----- Dataset excerpts -----
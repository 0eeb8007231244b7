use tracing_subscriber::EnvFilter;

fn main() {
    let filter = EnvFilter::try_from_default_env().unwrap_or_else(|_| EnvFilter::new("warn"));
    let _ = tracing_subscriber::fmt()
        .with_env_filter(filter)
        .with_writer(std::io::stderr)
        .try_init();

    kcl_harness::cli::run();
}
-----
_The problem_: Repeat exactly the lines from the line containing "filter = EnvFilter::try_from_default_env().unwrap_or_else(|_|" through the end of the listing above; both boundary lines are part of the output.

_Answer section_:
    let filter = EnvFilter::try_from_default_env().unwrap_or_else(|_| EnvFilter::new("warn"));
    let _ = tracing_subscriber::fmt()
        .with_env_filter(filter)
        .with_writer(std::io::stderr)
        .try_init();

    kcl_harness::cli::run();
}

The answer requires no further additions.